American actor and martial artist (born 1958)

Jeff Speakman (born November 8, 1958) is an American actor and a martial artist in the art of American Kenpo and Japanese Gōjū-ryū, earning black belts in each. Between 2008 and 2018, he was President of the International Kempo Federation. He is known for starring in the 1991 action film The Perfect Weapon.

==Early life==
Speakman was born and raised in the suburbs of Chicago, Illinois, where he was a springboard diver at John Hersey High School and achieved All-American status. He graduated from Missouri Southern State College.

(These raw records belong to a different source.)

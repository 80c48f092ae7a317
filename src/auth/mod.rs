pub mod errors;
pub mod jwt;
pub mod middleware;
pub mod models;
pub mod password;
pub mod service;

pub use errors::AuthError;
pub use jwt::{extract_bearer_token, JwtService};
pub use middleware::{cors_layer, jwt_auth_middleware, security_headers_layer};
pub use models::*;
pub use service::AuthService;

He has said that the television show Kung Fu got him interested in martial arts, and he began by studying the Okinawan martial art of Gōjū-ryū until achieving black belt rank. His instructor then recommended that if he was really intent in pursuing martial arts as a lifestyle, then he should go looking for Ed Parker, a friend of his master. Speakman sold his car to pay for the moving expenses and met Parker at one of the latter's tournaments. Speakman spent years training in American Kenpo under his principal instructor, Larry Tatum, as well as under the system's founder Parker.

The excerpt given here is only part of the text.